═════ Provided records
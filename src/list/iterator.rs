use crate::list::{List, Node};
use std::fmt;
use std::iter::{FromIterator, FusedIterator};
use std::marker::PhantomData;
use std::ptr::NonNull;

/// An iterator over the elements of a `List`.
///
/// It uses a pair of nodes `start..end` to represent a half-open subrange
/// of the list, where `start` is inclusive and `end` is not.
///
/// Though the `Iter` does not hold a reference from the list,
/// it actually *borrows* (immutably) from the list, so a phantom
/// marker of `&'a List<T>` is added to protect the list from being
/// write.
///
/// # Examples
///
/// ```compile_fail
/// use chainlist::List;
/// use std::iter::FromIterator;
///
/// let mut list = List::from_iter([1, 2, 3]);
/// let mut iter = list.iter();
///
/// // Won't compile, because list is already borrowed immutably.
/// list.push_back(4);
/// println!("{:?}", iter.next());
/// ```
#[derive(Clone)]
pub struct Iter<'a, T: 'a> {
    start: NonNull<Node<T>>,
    end: NonNull<Node<T>>,
    len: usize,
    _marker: PhantomData<&'a List<T>>,
}

impl<'a, T: 'a> Iter<'a, T> {
    pub(crate) fn new(list: &'a List<T>) -> Self {
        Self {
            start: list.front_node(),
            end: list.ghost_node(),
            len: list.len(),
            _marker: PhantomData,
        }
    }
}

impl<'a, T: fmt::Debug + 'a> fmt::Debug for Iter<'a, T> {
    fn fmt(&self, f: &mut fmt::Formatter<'_>) -> fmt::Result {
        let mut f = f.debug_tuple("Iter");
        // SAFETY: `start..end` is always a valid range of a list, so it is safe.
        let mut ptr = self.start;
        while ptr != self.end {
            let current = unsafe { ptr.as_ref() };
            f.field(&current.element);
            ptr = current.next;
        }
        f.finish()
    }
}

impl<'a, T: 'a> Iterator for Iter<'a, T> {
    type Item = &'a T;

    /// Return `*start` and reset the iterating range to `(start.next)..end`,
    /// or return `None` if `start..end` is already empty.
    fn next(&mut self) -> Option<Self::Item> {
        if self.start == self.end {
            return None;
        }
        // SAFETY: `start..end` is always a valid range of a list,
        // and it is not empty here, so it is safe.
        let current = unsafe { self.start.as_ref() };
        self.start = current.next;
        self.len -= 1;
        Some(&current.element)
    }

    fn size_hint(&self) -> (usize, Option<usize>) {
        (self.len, Some(self.len))
    }

    fn last(mut self) -> Option<Self::Item>
    where
        Self: Sized,
    {
        self.next_back()
    }
}

impl<'a, T: 'a> DoubleEndedIterator for Iter<'a, T> {
    /// Reset the iterating range to `start..(end.prev)` and return `*end`,
    /// or return `None` if `start..end` is already empty.
    fn next_back(&mut self) -> Option<Self::Item> {
        if self.start == self.end {
            return None;
        }
        // SAFETY: `start..end` is always a valid range of a list,
        // and it is not empty here, so it is safe.
        self.end = unsafe { self.end.as_ref().prev };
        let current = unsafe { self.end.as_ref() };
        self.len -= 1;
        Some(&current.element)
    }
}

impl<'a, T: 'a> ExactSizeIterator for Iter<'a, T> {}

impl<'a, T: 'a> FusedIterator for Iter<'a, T> {}

/// A mutable iterator over the elements of a `List`.
///
/// `start..end` denotes a subrange of the list.
///
/// Though the `IterMut` does not hold a reference from the list,
/// it actually *borrows* (mutably) from the list, so a phantom
/// marker of `&'a mut List<T>` is added to protect the list from
/// begin read.
///
/// # Examples
///
/// `List` is not readable after an `IterMut` is created.
/// ```compile_fail
/// use chainlist::List;
/// use std::iter::FromIterator;
///
/// let mut list = List::from_iter([1, 2, 3]);
/// let mut iter = list.iter_mut();
/// println!("{:?}", list.back());
/// println!("{:?}", iter.next());
/// ```
pub struct IterMut<'a, T: 'a> {
    start: NonNull<Node<T>>,
    end: NonNull<Node<T>>,
    len: usize,
    _marker: PhantomData<&'a mut List<T>>,
}

impl<'a, T: 'a> IterMut<'a, T> {
    pub(crate) fn new(list: &'a mut List<T>) -> Self {
        Self {
            start: list.front_node(),
            end: list.ghost_node(),
            len: list.len(),
            _marker: PhantomData,
        }
    }
}

impl<'a, T: fmt::Debug + 'a> fmt::Debug for IterMut<'a, T> {
    fn fmt(&self, f: &mut fmt::Formatter<'_>) -> fmt::Result {
        let mut f = f.debug_tuple("IterMut");
        // SAFETY: `start..end` is always a valid range of a list, so it is safe.
        let mut ptr = self.start;
        while ptr != self.end {
            let current = unsafe { ptr.as_ref() };
            f.field(&current.element);
            ptr = current.next;
        }
        f.finish()
    }
}

impl<'a, T: 'a> Iterator for IterMut<'a, T> {
    type Item = &'a mut T;

    /// Return `*start` and reset the iterating range to `(start.next)..end`,
    /// or return `None` if `start..end` is already empty.
    fn next(&mut self) -> Option<Self::Item> {
        if self.start == self.end {
            return None;
        }
        // SAFETY: `start..end` is always a valid range of a list,
        // and it is not empty here, so it is safe.
        let current = unsafe { self.start.as_mut() };
        self.start = current.next;
        self.len -= 1;
        Some(&mut current.element)
    }

    fn size_hint(&self) -> (usize, Option<usize>) {
        (self.len, Some(self.len))
    }

    fn last(mut self) -> Option<Self::Item>
    where
        Self: Sized,
    {
        self.next_back()
    }
}

impl<'a, T: 'a> DoubleEndedIterator for IterMut<'a, T> {
    /// Reset the iterating range to `start..(end.prev)` and return `*end`,
    /// or return `None` if `start..end` is already empty.
    fn next_back(&mut self) -> Option<Self::Item> {
        if self.start == self.end {
            return None;
        }
        // SAFETY: `start..end` is always a valid range of a list,
        // and it is not empty here, so it is safe.
        self.end = unsafe { self.end.as_ref().prev };
        let current = unsafe { self.end.as_mut() };
        self.len -= 1;
        Some(&mut current.element)
    }
}

impl<'a, T: 'a> ExactSizeIterator for IterMut<'a, T> {}

impl<'a, T: 'a> FusedIterator for IterMut<'a, T> {}

/// An owning iterator over the elements of a `List`.
///
/// This `struct` is created by the [`into_iter`] method on [`List`]
/// (provided by the `IntoIterator` trait). See its documentation for more.
///
/// [`into_iter`]: List::into_iter
pub struct IntoIter<T> {
    list: List<T>,
}

impl<T: fmt::Debug> fmt::Debug for IntoIter<T> {
    fn fmt(&self, f: &mut fmt::Formatter<'_>) -> fmt::Result {
        f.debug_struct("IntoIter")
            .field("list", &self.list)
            .finish()
    }
}

impl<T> Iterator for IntoIter<T> {
    type Item = T;

    fn next(&mut self) -> Option<Self::Item> {
        self.list.take_front()
    }

    fn size_hint(&self) -> (usize, Option<usize>) {
        let len = self.list.len;
        (len, Some(len))
    }

    fn last(mut self) -> Option<Self::Item>
    where
        Self: Sized,
    {
        self.next_back()
    }
}

impl<T> DoubleEndedIterator for IntoIter<T> {
    fn next_back(&mut self) -> Option<Self::Item> {
        self.list.take_back()
    }
}

impl<T> ExactSizeIterator for IntoIter<T> {}

impl<T> FusedIterator for IntoIter<T> {}

impl<T> IntoIterator for List<T> {
    type Item = T;
    type IntoIter = IntoIter<T>;

    fn into_iter(self) -> Self::IntoIter {
        IntoIter { list: self }
    }
}

impl<'a, T> IntoIterator for &'a List<T> {
    type Item = &'a T;
    type IntoIter = Iter<'a, T>;

    fn into_iter(self) -> Self::IntoIter {
        self.iter()
    }
}

impl<'a, T> IntoIterator for &'a mut List<T> {
    type Item = &'a mut T;
    type IntoIter = IterMut<'a, T>;

    fn into_iter(self) -> Self::IntoIter {
        self.iter_mut()
    }
}

impl<T> FromIterator<T> for List<T> {
    fn from_iter<I: IntoIterator<Item = T>>(iter: I) -> Self {
        let mut list = List::new();
        list.extend(iter);
        list
    }
}

impl<T, const N: usize> From<[T; N]> for List<T> {
    /// Create a list from an array, preserving the element order.
    ///
    /// # Examples
    ///
    /// ```
    /// use chainlist::List;
    /// use std::iter::FromIterator;
    ///
    /// let list = List::from([1, 2, 3]);
    /// assert_eq!(Vec::from_iter(list), vec![1, 2, 3]);
    /// ```
    fn from(array: [T; N]) -> Self {
        Self::from_iter(array)
    }
}

impl<T> Extend<T> for List<T> {
    fn extend<I: IntoIterator<Item = T>>(&mut self, iter: I) {
        iter.into_iter().for_each(|item| self.push_back(item));
    }
}

impl<'a, T: 'a + Copy> Extend<&'a T> for List<T> {
    fn extend<I: IntoIterator<Item = &'a T>>(&mut self, iter: I) {
        self.extend(iter.into_iter().copied())
    }
}

unsafe impl<T: Sync> Send for Iter<'_, T> {}

unsafe impl<T: Sync> Sync for Iter<'_, T> {}

unsafe impl<T: Send> Send for IterMut<'_, T> {}

unsafe impl<T: Sync> Sync for IterMut<'_, T> {}
pub mod config;
pub mod exercise;
pub mod log;
pub mod mood;
pub mod stats;

use ocdian_core::{Database, JournalStore};

/// Journal over the default on-disk database, already loaded.
pub fn open_journal() -> Result<JournalStore<Database>, Box<dyn std::error::Error>> {
    let db = Database::open()?;
    Ok(JournalStore::init(db))
}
══════════
• Your task: Among the lines of the data, identify those with the word "hold". Copy each of them.

• Answer:
/// Though the `Iter` does not hold a reference from the list,
/// Though the `IterMut` does not hold a reference from the list,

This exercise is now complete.